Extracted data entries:
-=-=-

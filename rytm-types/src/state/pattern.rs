//! Euclidean pattern configuration types.

use serde::{Deserialize, Serialize};

/// Upper bound on `steps + padding` for any channel.
pub const MAX_PATTERN_LEN: usize = 32;

/// Pattern used for every channel on first boot.
pub const DEFAULT_PATTERN: PatternState = PatternState {
    steps: 16,
    hits: 4,
    offset: 0,
    padding: 0,
};

/// The four user-facing attributes of a Euclidean pattern.
///
/// This is also the persisted per-channel record (4 unsigned bytes).
#[derive(Debug, Clone, Copy, Default, PartialEq, Eq, Hash, Serialize, Deserialize)]
pub struct PatternState {
    pub steps: u8,
    pub hits: u8,
    pub offset: u8,
    pub padding: u8,
}

impl PatternState {
    pub const fn new(steps: u8, hits: u8, offset: u8, padding: u8) -> Self {
        Self {
            steps,
            hits,
            offset,
            padding,
        }
    }

    /// Length of one full cycle, rest and padding steps included.
    pub fn cycle_len(&self) -> usize {
        self.steps as usize + self.padding as usize
    }

    /// A pattern with zero steps never advances and never fires.
    pub fn is_muted(&self) -> bool {
        self.steps == 0
    }
}

/// Classification of a single slot in a generated pattern.
#[derive(Debug, Clone, Copy, Default, PartialEq, Eq, Hash, Serialize, Deserialize)]
pub enum StepKind {
    #[default]
    Rest,
    Hit,
    Pad,
}

impl StepKind {
    pub fn is_hit(self) -> bool {
        matches!(self, Self::Hit)
    }

    /// Single-character glyph, used by text front ends.
    pub fn glyph(self) -> char {
        match self {
            Self::Hit => 'x',
            Self::Rest => '.',
            Self::Pad => '_',
        }
    }
}
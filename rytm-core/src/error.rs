//! Error types for rytm-core.
//!
//! Only non-volatile storage can fail. Everything on the tick path clamps or
//! ignores bad input instead.

use thiserror::Error;

/// Errors from reading or writing the non-volatile store.
#[derive(Debug, Error)]
pub enum StoreError {
    /// Backing file could not be opened, read or written.
    #[error("storage i/o: {0}")]
    Io(#[from] std::io::Error),

    /// A record could not be encoded into its fixed-size slot.
    #[error("encode failed: {0}")]
    Encode(#[from] bincode::error::EncodeError),

    /// A record could not be decoded from its slot.
    #[error("decode failed: {0}")]
    Decode(#[from] bincode::error::DecodeError),

    /// Access past the end of the device.
    #[error("out of bounds: {len} bytes at offset {offset} (capacity {capacity})")]
    OutOfBounds {
        offset: usize,
        len: usize,
        capacity: usize,
    },
}

pub type Result<T> = std::result::Result<T, StoreError>;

-=-=-

## TASK TO COMPLETE:
Quote every line from the beginning of the entries up to and including the line that contains "text front ends.".

## RESULT FOR THIS TASK:
filename rytm-types/src/state/pattern.rs
//! Euclidean pattern configuration types.

use serde::{Deserialize, Serialize};

/// Upper bound on `steps + padding` for any channel.
pub const MAX_PATTERN_LEN: usize = 32;

/// Pattern used for every channel on first boot.
pub const DEFAULT_PATTERN: PatternState = PatternState {
    steps: 16,
    hits: 4,
    offset: 0,
    padding: 0,
};

/// The four user-facing attributes of a Euclidean pattern.
///
/// This is also the persisted per-channel record (4 unsigned bytes).
#[derive(Debug, Clone, Copy, Default, PartialEq, Eq, Hash, Serialize, Deserialize)]
pub struct PatternState {
    pub steps: u8,
    pub hits: u8,
    pub offset: u8,
    pub padding: u8,
}

impl PatternState {
    pub const fn new(steps: u8, hits: u8, offset: u8, padding: u8) -> Self {
        Self {
            steps,
            hits,
            offset,
            padding,
        }
    }

    /// Length of one full cycle, rest and padding steps included.
    pub fn cycle_len(&self) -> usize {
        self.steps as usize + self.padding as usize
    }

    /// A pattern with zero steps never advances and never fires.
    pub fn is_muted(&self) -> bool {
        self.steps == 0
    }
}

/// Classification of a single slot in a generated pattern.
#[derive(Debug, Clone, Copy, Default, PartialEq, Eq, Hash, Serialize, Deserialize)]
pub enum StepKind {
    #[default]
    Rest,
    Hit,
    Pad,
}

impl StepKind {
    pub fn is_hit(self) -> bool {
        matches!(self, Self::Hit)
    }

    /// Single-character glyph, used by text front ends.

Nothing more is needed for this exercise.